Les hostilités reprennent de plus belle, sur fond de front social en ébullition. Connectée à l’agenda politique, la puissante Convention nationale des syndicats du secteur éducation (Conasysed) hausse le ton. Déjà en grève générale illimitée, les enseignants refusent de reprendre les cours tandis que les élèves investissent la rue. À bout de patience, le gouvernement tape donc du poing sur la table : le 17 mars, le ministre de l’Intérieur interdit le syndicat pour faits de « troubles manifestes à l’ordre public, entrave à la liberté du travail, violence et voies de fait ».

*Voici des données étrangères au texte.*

use serde::{Deserialize, Serialize};

use crate::error::IndexError;
use crate::screen::classifier::ClassifierMode;

/// Fully resolved options for one collection pass.
#[derive(Debug, Clone, PartialEq, Serialize, Deserialize)]
#[serde(rename_all = "camelCase")]
pub struct CollectOptions {
    /// Draw the debug overlay.
    pub highlight: bool,
    /// Drop elements with no rect touching the (expanded) viewport.
    pub viewport_only: bool,
    /// Px added to every side of the viewport for the on-screen test.
    pub viewport_expansion: f64,
    /// Emit diagnostic logging for the pass.
    pub debug: bool,
    /// Keep only the record with this discovery index; negative disables.
    pub focus_index: i64,
    pub mode: ClassifierMode,
}

impl Default for CollectOptions {
    fn default() -> Self {
        Self {
            highlight: true,
            viewport_only: true,
            viewport_expansion: 0.0,
            debug: false,
            focus_index: -1,
            mode: ClassifierMode::Full,
        }
    }
}

impl CollectOptions {
    pub fn focus(&self) -> Option<usize> {
        usize::try_from(self.focus_index).ok()
    }
}

/// Caller-supplied options bag; absent keys keep the base value.
#[derive(Debug, Clone, Default, PartialEq, Serialize, Deserialize)]
#[serde(rename_all = "camelCase")]
pub struct OptionsPatch {
    #[serde(default, skip_serializing_if = "Option::is_none")]
    pub highlight: Option<bool>,
    #[serde(default, skip_serializing_if = "Option::is_none")]
    pub viewport_only: Option<bool>,
    #[serde(default, skip_serializing_if = "Option::is_none")]
    pub viewport_expansion: Option<f64>,
    #[serde(default, skip_serializing_if = "Option::is_none")]
    pub debug: Option<bool>,
    #[serde(default, skip_serializing_if = "Option::is_none")]
    pub focus_index: Option<i64>,
    #[serde(default, skip_serializing_if = "Option::is_none")]
    pub mode: Option<ClassifierMode>,
}

impl OptionsPatch {
    pub fn from_json(json: &str) -> Result<Self, IndexError> {
        serde_json::from_str(json).map_err(|e| IndexError::JsonParse {
            context: "options bag".into(),
            source: e,
        })
    }

    pub fn apply_to(&self, base: &CollectOptions) -> CollectOptions {
        CollectOptions {
            highlight: self.highlight.unwrap_or(base.highlight),
            viewport_only: self.viewport_only.unwrap_or(base.viewport_only),
            viewport_expansion: self
                .viewport_expansion
                .unwrap_or(base.viewport_expansion)
                .max(0.0),
            debug: self.debug.unwrap_or(base.debug),
            focus_index: self.focus_index.unwrap_or(base.focus_index),
            mode: self.mode.unwrap_or(base.mode),
        }
    }

    /// Later patch wins key by key.
    pub fn merge(&self, over: &OptionsPatch) -> OptionsPatch {
        OptionsPatch {
            highlight: over.highlight.or(self.highlight),
            viewport_only: over.viewport_only.or(self.viewport_only),
            viewport_expansion: over.viewport_expansion.or(self.viewport_expansion),
            debug: over.debug.or(self.debug),
            focus_index: over.focus_index.or(self.focus_index),
            mode: over.mode.or(self.mode),
        }
    }

    pub fn highlight(mut self, on: bool) -> Self {
        self.highlight = Some(on);
        self
    }

    pub fn viewport_only(mut self, on: bool) -> Self {
        self.viewport_only = Some(on);
        self
    }

    pub fn viewport_expansion(mut self, px: f64) -> Self {
        self.viewport_expansion = Some(px);
        self
    }

    pub fn debug(mut self, on: bool) -> Self {
        self.debug = Some(on);
        self
    }

    pub fn focus_index(mut self, index: i64) -> Self {
        self.focus_index = Some(index);
        self
    }

    pub fn mode(mut self, mode: ClassifierMode) -> Self {
        self.mode = Some(mode);
        self
    }
}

Sur le plan international, le pouvoir s’emploie également à éteindre les départs de feu. Ancien ministre des Affaires étrangères et ex-président de la Commission de l’Union africaine, Jean Ping a activé ses réseaux pour tenter d’isoler son adversaire. À Paris, le plaidoyer de l’opposant à d’abord reçu un écho favorable.

Le 1er septembre 2016, après une nuit de violences consécutive à la proclamation des résultats, l’ambassadeur français auprès des Nations unies, François Delattre, demande l’inscription de la crise postélectorale gabonaise à l’ordre du jour du Conseil de sécurité – dans la rubrique « divers » – afin que l’examen de la question soit sanctionné par un communiqué de son président.

Même si elle n’a pas la même force qu’une résolution, cette procédure couramment utilisée peut se révéler désastreuse, en matière d’image, pour le pays concerné car elle est susceptible d’entraîner une saisine du Comité des droits de l’homme. Toutefois, l’initiative n’aboutit pas, en raison du veto de la Chine et de la Russie.

Durant la même période, une autre bataille diplomatique se joue au sein de l’Organisation internationale de la francophonie (OIF), en prélude au sommet de Madagascar. Initialement, une résolution sur les troubles postélectoraux, portée par la France et le Canada, était inscrite à l’ordre du jour. Mais les diplomates gabonais parviennent à déconstruire le projet point par point.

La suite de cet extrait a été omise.